Or at least, if we add a convenience to directly get day/hour struct, could it 
be a simple wrapper around {{day_time_interval_between}}? [~rokm] Or would that 
give different results than the custom implementation you did now?

> [C++] interval_between(timestamptz, timestamptz) -> interval kernel
> -------------------------------------------------------------------
>
>                 Key: ARROW-14108
>                 URL: https://issues.apache.org/jira/browse/ARROW-14108
>             Project: Apache Arrow
>          Issue Type: Sub-task
>          Components: C++
>            Reporter: Weston Pace
>            Assignee: Rok Mihevc
>            Priority: Major
>              Labels: pull-request-available
>          Time Spent: 0.5h
>  Remaining Estimate: 0h
>
> Given two timestamps that each have time zones this function should return an 
> interval from the first timestamp to the second timestamp according to the 
> following rules (postgres rules):
> * 1 day is 24 physical hours (which may not exactly equal 1 calendar day).

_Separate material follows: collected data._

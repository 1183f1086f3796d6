use crate::matcher::Callback;
use crate::types::Variables;
use hashbrown::HashMap as FastHashMap;
use regex::Regex;

/// Child key inside an [`Entries`] table.
///
/// Literal directories and variable constraints live in separate key spaces,
/// so a literal directory spelled like a constraint never aliases it.
#[derive(Debug, Clone, PartialEq, Eq, Hash)]
pub enum EntryKey {
    Literal(Box<str>),
    Pattern(Box<str>),
}

impl EntryKey {
    pub fn as_str(&self) -> &str {
        match self {
            EntryKey::Literal(s) | EntryKey::Pattern(s) => s,
        }
    }
}

/// Variable binding of a pattern entry: a directory matching `pattern` is
/// captured under `variable`.
#[derive(Debug, Clone)]
pub struct Binding {
    pub pattern: Regex,
    pub variable: String,
}

#[derive(Debug)]
pub struct Event<D> {
    pub environment: Variables,
    pub callback: Callback<D>,
}

#[derive(Debug)]
pub struct Entry<D> {
    key: EntryKey,
    binding: Option<Binding>,
    entries: Entries<D>,
    partial: Vec<Event<D>>,
    exact: Vec<Event<D>>,
}

impl<D> Entry<D> {
    pub(crate) fn new(key: EntryKey, binding: Option<Binding>) -> Self {
        Self {
            key,
            binding,
            entries: Entries::default(),
            partial: Vec::new(),
            exact: Vec::new(),
        }
    }

    /// Unkeyed node holding the top-level entries of a trie.
    pub(crate) fn root() -> Self {
        Self::new(EntryKey::Literal("".into()), None)
    }

    pub fn key(&self) -> &EntryKey {
        &self.key
    }

    pub fn binding(&self) -> Option<&Binding> {
        self.binding.as_ref()
    }

    pub fn entries(&self) -> &Entries<D> {
        &self.entries
    }

    pub(crate) fn entries_mut(&mut self) -> &mut Entries<D> {
        &mut self.entries
    }

    /// Callbacks fired when this entry is a prefix of the queried path.
    pub fn partial(&self) -> &[Event<D>] {
        &self.partial
    }

    /// Callbacks fired only when this entry consumes the whole queried path.
    pub fn exact(&self) -> &[Event<D>] {
        &self.exact
    }

    pub fn has_events(&self) -> bool {
        !self.partial.is_empty() || !self.exact.is_empty()
    }

    pub(crate) fn push_event(&mut self, event: Event<D>, exact: bool) {
        if exact {
            self.exact.push(event);
        } else {
            self.partial.push(event);
        }
    }
}

/// Insertion-ordered children of a trie node with keyed lookup.
#[derive(Debug)]
pub struct Entries<D> {
    items: Vec<Entry<D>>,
    index: FastHashMap<EntryKey, usize>,
}

impl<D> Default for Entries<D> {
    fn default() -> Self {
        Self {
            items: Vec::new(),
            index: FastHashMap::new(),
        }
    }
}

impl<D> Entries<D> {
    #[inline]
    pub fn len(&self) -> usize {
        self.items.len()
    }

    #[inline]
    pub fn is_empty(&self) -> bool {
        self.items.is_empty()
    }

    pub fn get(&self, key: &EntryKey) -> Option<&Entry<D>> {
        self.index.get(key).map(|&pos| &self.items[pos])
    }

    pub fn iter(&self) -> std::slice::Iter<'_, Entry<D>> {
        self.items.iter()
    }

    /// Returns the child stored under `key`, creating it with `make` when
    /// absent. The flag reports whether a node was created.
    pub(crate) fn get_or_insert_with<F>(&mut self, key: EntryKey, make: F) -> (&mut Entry<D>, bool)
    where
        F: FnOnce(EntryKey) -> Entry<D>,
    {
        if let Some(&pos) = self.index.get(&key) {
            return (&mut self.items[pos], false);
        }
        let pos = self.items.len();
        self.items.push(make(key.clone()));
        self.index.insert(key, pos);
        (&mut self.items[pos], true)
    }
}

impl<'a, D> IntoIterator for &'a Entries<D> {
    type Item = &'a Entry<D>;
    type IntoIter = std::slice::Iter<'a, Entry<D>>;

    fn into_iter(self) -> Self::IntoIter {
        self.items.iter()
    }
}
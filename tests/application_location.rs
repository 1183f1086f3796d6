use segment_router_rs::application::Location;
use segment_router_rs::search::{SearchItem, SearchMap, SearchValue};
use serde_json::json;

#[test]
fn location_when_href_parsed_then_path_and_search_are_split() {
    let location = Location::parse("/users//42/?tab=info&debug#top").expect("href should parse");

    assert_eq!(location.path(), "/users/42/");
    assert_eq!(
        location.search().get("tab"),
        Some(&SearchValue::Single(SearchItem::Text("info".to_string())))
    );
    assert_eq!(
        location.search().get("debug").and_then(SearchValue::first),
        Some(&SearchItem::Present)
    );
}

#[test]
fn location_when_href_has_no_path_then_root_is_used() {
    let location = Location::parse("?q=rust").expect("href should parse");
    assert_eq!(location.path(), "/");
    assert_eq!(location.search().len(), 1);
}

#[test]
fn location_when_escape_is_malformed_then_parse_fails() {
    assert!(Location::parse("/search?q=%4").is_err());
}

#[test]
fn location_when_relative_target_opened_then_it_resolves_against_current_directory() {
    let mut location = Location::new("/users/42");

    let request = location.open("7", None);
    assert_eq!(location.path(), "/users/7");
    assert_eq!(request.path, "/users/7");
    assert_eq!(request.environment.local.get("state"), Some(&json!(true)));
    assert!(request.granted);

    location.open("../about", None);
    assert_eq!(location.path(), "/about");
}

#[test]
fn location_when_absolute_target_opened_then_search_is_replaced() {
    let mut location = Location::parse("/users/42?tab=info").expect("href should parse");
    let mut search = SearchMap::new();
    search.insert(
        "page".to_string(),
        SearchValue::Single(SearchItem::Text("2".to_string())),
    );

    let request = location.open("/posts", Some(search));
    assert_eq!(request.path, "/posts");
    assert!(request.input.search.contains_key("page"));
    assert!(!location.search().contains_key("tab"));
}

#[test]
fn location_when_reloaded_then_state_is_not_pushed() {
    let location = Location::new("/settings");
    let request = location.reload();
    assert_eq!(request.path, "/settings");
    assert_eq!(request.environment.local.get("state"), Some(&json!(false)));
}
use std::collections::VecDeque;

/// Ordered queue of observers that can be consumed from either end.
#[derive(Debug, Clone)]
pub struct Subject<O> {
    observers: VecDeque<O>,
}

impl<O> Default for Subject<O> {
    fn default() -> Self {
        Self {
            observers: VecDeque::new(),
        }
    }
}

impl<O> Subject<O> {
    pub fn new() -> Self {
        Self::default()
    }

    #[inline]
    pub fn len(&self) -> usize {
        self.observers.len()
    }

    #[inline]
    pub fn is_empty(&self) -> bool {
        self.observers.is_empty()
    }

    pub fn subscribe(&mut self, observer: O) -> &mut Self {
        self.observers.push_back(observer);
        self
    }

    /// Subscribes every observer of `source`, keeping its order.
    pub fn extend(&mut self, source: Subject<O>) -> &mut Self {
        self.observers.extend(source.observers);
        self
    }

    /// Removes the first observer so the caller can notify it.
    #[inline]
    pub fn shift(&mut self) -> Option<O> {
        self.observers.pop_front()
    }

    /// Removes the last observer so the caller can notify it.
    #[inline]
    pub fn pop(&mut self) -> Option<O> {
        self.observers.pop_back()
    }

    pub fn iter(&self) -> impl Iterator<Item = &O> {
        self.observers.iter()
    }
}

impl<O: PartialEq> Subject<O> {
    pub fn contains(&self, observer: &O) -> bool {
        self.observers.contains(observer)
    }

    pub fn unsubscribe(&mut self, observer: &O) -> bool {
        match self.observers.iter().position(|o| o == observer) {
            Some(index) => {
                self.observers.remove(index);
                true
            }
            None => false,
        }
    }
}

> * Intervals returned will never contain a months/years field
> Examples:
> interval_between('2021-03-14 00:00:00 America/Denver', '2021-03-15 00:00:00 
> America/Denver') => { "hours": 23 }
> interval_between('2021-03-14 00:00:00 UTC', '2021-03-15 00:00:00 UTC') => { 
> "days": 1}
> interval_between('2021-03-14 00:00:00 UTC', '2020-03-14 00:00:00 UTC') => { 
> "days": 365}
> If the first timestamp is larger than the second timestamp then the interval 
> will be negative.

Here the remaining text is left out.